■ Work order ■
Reproduce the complete set of records, exactly as they appear.

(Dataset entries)
---+---
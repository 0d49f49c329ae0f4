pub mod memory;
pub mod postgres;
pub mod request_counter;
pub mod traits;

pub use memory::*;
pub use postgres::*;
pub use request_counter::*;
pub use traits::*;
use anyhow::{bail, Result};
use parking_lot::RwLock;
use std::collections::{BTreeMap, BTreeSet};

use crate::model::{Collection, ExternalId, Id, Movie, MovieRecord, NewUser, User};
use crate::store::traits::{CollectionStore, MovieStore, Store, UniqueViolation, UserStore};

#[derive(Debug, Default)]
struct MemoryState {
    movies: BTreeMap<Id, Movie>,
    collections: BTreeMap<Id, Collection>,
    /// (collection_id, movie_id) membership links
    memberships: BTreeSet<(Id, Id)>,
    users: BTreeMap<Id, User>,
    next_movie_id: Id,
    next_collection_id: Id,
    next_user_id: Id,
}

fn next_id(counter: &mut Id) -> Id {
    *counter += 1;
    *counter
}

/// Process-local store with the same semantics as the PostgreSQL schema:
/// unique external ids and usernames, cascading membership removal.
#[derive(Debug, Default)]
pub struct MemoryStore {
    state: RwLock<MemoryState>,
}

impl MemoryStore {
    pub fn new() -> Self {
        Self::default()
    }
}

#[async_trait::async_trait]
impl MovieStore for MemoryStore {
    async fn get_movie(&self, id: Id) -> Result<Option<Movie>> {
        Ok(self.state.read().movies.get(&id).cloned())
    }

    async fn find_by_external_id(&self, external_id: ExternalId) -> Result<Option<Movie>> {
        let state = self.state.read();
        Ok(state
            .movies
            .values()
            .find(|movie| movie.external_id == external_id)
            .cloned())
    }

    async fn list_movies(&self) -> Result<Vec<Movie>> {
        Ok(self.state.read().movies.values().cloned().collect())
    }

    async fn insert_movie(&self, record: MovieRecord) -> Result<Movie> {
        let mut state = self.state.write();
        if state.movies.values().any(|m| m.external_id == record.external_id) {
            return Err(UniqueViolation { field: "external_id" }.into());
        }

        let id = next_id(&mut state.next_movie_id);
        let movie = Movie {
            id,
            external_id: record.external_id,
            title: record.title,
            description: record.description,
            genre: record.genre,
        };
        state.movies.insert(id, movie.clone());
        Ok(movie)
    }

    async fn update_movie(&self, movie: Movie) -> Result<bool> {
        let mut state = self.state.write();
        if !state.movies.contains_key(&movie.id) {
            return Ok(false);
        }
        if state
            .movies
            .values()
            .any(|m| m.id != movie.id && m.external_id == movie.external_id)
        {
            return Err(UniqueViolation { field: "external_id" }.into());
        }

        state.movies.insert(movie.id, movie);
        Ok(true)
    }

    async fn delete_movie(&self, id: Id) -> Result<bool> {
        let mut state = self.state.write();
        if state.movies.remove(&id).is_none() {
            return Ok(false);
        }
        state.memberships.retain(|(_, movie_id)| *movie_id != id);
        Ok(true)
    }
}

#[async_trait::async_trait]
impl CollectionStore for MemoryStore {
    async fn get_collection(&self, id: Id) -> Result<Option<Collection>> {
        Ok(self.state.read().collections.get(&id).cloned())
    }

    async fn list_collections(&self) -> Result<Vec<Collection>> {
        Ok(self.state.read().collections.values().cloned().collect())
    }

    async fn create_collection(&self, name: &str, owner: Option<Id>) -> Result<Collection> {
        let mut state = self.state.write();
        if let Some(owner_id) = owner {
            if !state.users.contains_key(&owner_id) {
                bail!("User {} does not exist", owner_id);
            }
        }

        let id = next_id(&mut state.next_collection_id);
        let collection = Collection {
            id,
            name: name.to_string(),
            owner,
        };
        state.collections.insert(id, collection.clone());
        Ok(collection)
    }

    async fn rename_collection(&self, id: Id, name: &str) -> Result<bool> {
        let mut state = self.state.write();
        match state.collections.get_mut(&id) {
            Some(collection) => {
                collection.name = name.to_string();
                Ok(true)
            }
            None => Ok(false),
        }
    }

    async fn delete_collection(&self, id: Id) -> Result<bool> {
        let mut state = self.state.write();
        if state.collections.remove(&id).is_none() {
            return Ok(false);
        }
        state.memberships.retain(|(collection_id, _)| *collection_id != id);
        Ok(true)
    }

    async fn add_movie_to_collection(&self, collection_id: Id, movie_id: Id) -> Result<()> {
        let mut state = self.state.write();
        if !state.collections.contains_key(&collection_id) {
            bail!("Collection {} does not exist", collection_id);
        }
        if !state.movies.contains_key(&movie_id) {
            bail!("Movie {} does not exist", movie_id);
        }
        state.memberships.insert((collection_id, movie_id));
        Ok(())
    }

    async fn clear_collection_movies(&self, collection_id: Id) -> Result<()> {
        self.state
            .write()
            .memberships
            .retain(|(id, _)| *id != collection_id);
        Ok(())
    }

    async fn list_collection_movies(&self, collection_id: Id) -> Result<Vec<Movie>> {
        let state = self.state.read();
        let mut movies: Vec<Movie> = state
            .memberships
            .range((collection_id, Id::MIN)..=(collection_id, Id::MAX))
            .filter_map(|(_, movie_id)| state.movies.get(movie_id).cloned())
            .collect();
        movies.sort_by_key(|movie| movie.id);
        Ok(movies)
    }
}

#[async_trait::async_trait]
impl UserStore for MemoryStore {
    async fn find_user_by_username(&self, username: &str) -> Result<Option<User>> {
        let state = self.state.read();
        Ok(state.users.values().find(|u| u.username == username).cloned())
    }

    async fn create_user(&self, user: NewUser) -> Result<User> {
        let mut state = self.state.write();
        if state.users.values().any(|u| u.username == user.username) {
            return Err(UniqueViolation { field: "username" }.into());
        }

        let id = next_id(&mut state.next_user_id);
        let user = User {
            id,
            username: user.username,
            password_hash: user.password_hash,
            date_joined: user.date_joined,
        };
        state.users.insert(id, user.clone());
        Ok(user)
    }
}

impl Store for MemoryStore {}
---+---
■ Answer to the exercise ■
repository 0d49f49c329ae0f4
pub mod memory;
pub mod postgres;
pub mod request_counter;
pub mod traits;

pub use memory::*;
pub use postgres::*;
pub use request_counter::*;
pub use traits::*;
use anyhow::{bail, Result};
use parking_lot::RwLock;
use std::collections::{BTreeMap, BTreeSet};

use crate::model::{Collection, ExternalId, Id, Movie, MovieRecord, NewUser, User};
use crate::store::traits::{CollectionStore, MovieStore, Store, UniqueViolation, UserStore};

#[derive(Debug, Default)]
struct MemoryState {
    movies: BTreeMap<Id, Movie>,
    collections: BTreeMap<Id, Collection>,
    /// (collection_id, movie_id) membership links
    memberships: BTreeSet<(Id, Id)>,
    users: BTreeMap<Id, User>,
    next_movie_id: Id,
    next_collection_id: Id,
    next_user_id: Id,
}

fn next_id(counter: &mut Id) -> Id {
    *counter += 1;
    *counter
}

/// Process-local store with the same semantics as the PostgreSQL schema:
/// unique external ids and usernames, cascading membership removal.
#[derive(Debug, Default)]
pub struct MemoryStore {
    state: RwLock<MemoryState>,
}

impl MemoryStore {
    pub fn new() -> Self {
        Self::default()
    }
}

#[async_trait::async_trait]
impl MovieStore for MemoryStore {
    async fn get_movie(&self, id: Id) -> Result<Option<Movie>> {
        Ok(self.state.read().movies.get(&id).cloned())
    }

    async fn find_by_external_id(&self, external_id: ExternalId) -> Result<Option<Movie>> {
        let state = self.state.read();
        Ok(state
            .movies
            .values()
            .find(|movie| movie.external_id == external_id)
            .cloned())
    }

    async fn list_movies(&self) -> Result<Vec<Movie>> {
        Ok(self.state.read().movies.values().cloned().collect())
    }

    async fn insert_movie(&self, record: MovieRecord) -> Result<Movie> {
        let mut state = self.state.write();
        if state.movies.values().any(|m| m.external_id == record.external_id) {
            return Err(UniqueViolation { field: "external_id" }.into());
        }

        let id = next_id(&mut state.next_movie_id);
        let movie = Movie {
            id,
            external_id: record.external_id,
            title: record.title,
            description: record.description,
            genre: record.genre,
        };
        state.movies.insert(id, movie.clone());
        Ok(movie)
    }

    async fn update_movie(&self, movie: Movie) -> Result<bool> {
        let mut state = self.state.write();
        if !state.movies.contains_key(&movie.id) {
            return Ok(false);
        }
        if state
            .movies
            .values()
            .any(|m| m.id != movie.id && m.external_id == movie.external_id)
        {
            return Err(UniqueViolation { field: "external_id" }.into());
        }

        state.movies.insert(movie.id, movie);
        Ok(true)
    }

    async fn delete_movie(&self, id: Id) -> Result<bool> {
        let mut state = self.state.write();
        if state.movies.remove(&id).is_none() {
            return Ok(false);
        }
        state.memberships.retain(|(_, movie_id)| *movie_id != id);
        Ok(true)
    }
}

#[async_trait::async_trait]
impl CollectionStore for MemoryStore {
    async fn get_collection(&self, id: Id) -> Result<Option<Collection>> {
        Ok(self.state.read().collections.get(&id).cloned())
    }

    async fn list_collections(&self) -> Result<Vec<Collection>> {
        Ok(self.state.read().collections.values().cloned().collect())
    }

    async fn create_collection(&self, name: &str, owner: Option<Id>) -> Result<Collection> {
        let mut state = self.state.write();
        if let Some(owner_id) = owner {
            if !state.users.contains_key(&owner_id) {
                bail!("User {} does not exist", owner_id);
            }
        }

        let id = next_id(&mut state.next_collection_id);
        let collection = Collection {
            id,
            name: name.to_string(),
            owner,
        };
        state.collections.insert(id, collection.clone());
        Ok(collection)
    }

    async fn rename_collection(&self, id: Id, name: &str) -> Result<bool> {
        let mut state = self.state.write();
        match state.collections.get_mut(&id) {
            Some(collection) => {
                collection.name = name.to_string();
                Ok(true)
            }
            None => Ok(false),
        }
    }

    async fn delete_collection(&self, id: Id) -> Result<bool> {
        let mut state = self.state.write();
        if state.collections.remove(&id).is_none() {
            return Ok(false);
        }
        state.memberships.retain(|(collection_id, _)| *collection_id != id);
        Ok(true)
    }

    async fn add_movie_to_collection(&self, collection_id: Id, movie_id: Id) -> Result<()> {
        let mut state = self.state.write();
        if !state.collections.contains_key(&collection_id) {
            bail!("Collection {} does not exist", collection_id);
        }
        if !state.movies.contains_key(&movie_id) {
            bail!("Movie {} does not exist", movie_id);
        }
        state.memberships.insert((collection_id, movie_id));
        Ok(())
    }

    async fn clear_collection_movies(&self, collection_id: Id) -> Result<()> {
        self.state
            .write()
            .memberships
            .retain(|(id, _)| *id != collection_id);
        Ok(())
    }

    async fn list_collection_movies(&self, collection_id: Id) -> Result<Vec<Movie>> {
        let state = self.state.read();
        let mut movies: Vec<Movie> = state
            .memberships
            .range((collection_id, Id::MIN)..=(collection_id, Id::MAX))
            .filter_map(|(_, movie_id)| state.movies.get(movie_id).cloned())
            .collect();
        movies.sort_by_key(|movie| movie.id);
        Ok(movies)
    }
}

#[async_trait::async_trait]
impl UserStore for MemoryStore {
    async fn find_user_by_username(&self, username: &str) -> Result<Option<User>> {
        let state = self.state.read();
        Ok(state.users.values().find(|u| u.username == username).cloned())
    }

    async fn create_user(&self, user: NewUser) -> Result<User> {
        let mut state = self.state.write();
        if state.users.values().any(|u| u.username == user.username) {
            return Err(UniqueViolation { field: "username" }.into());
        }

        let id = next_id(&mut state.next_user_id);
        let user = User {
            id,
            username: user.username,
            password_hash: user.password_hash,
            date_joined: user.date_joined,
        };
        state.users.insert(id, user.clone());
        Ok(user)
    }
}

impl Store for MemoryStore {}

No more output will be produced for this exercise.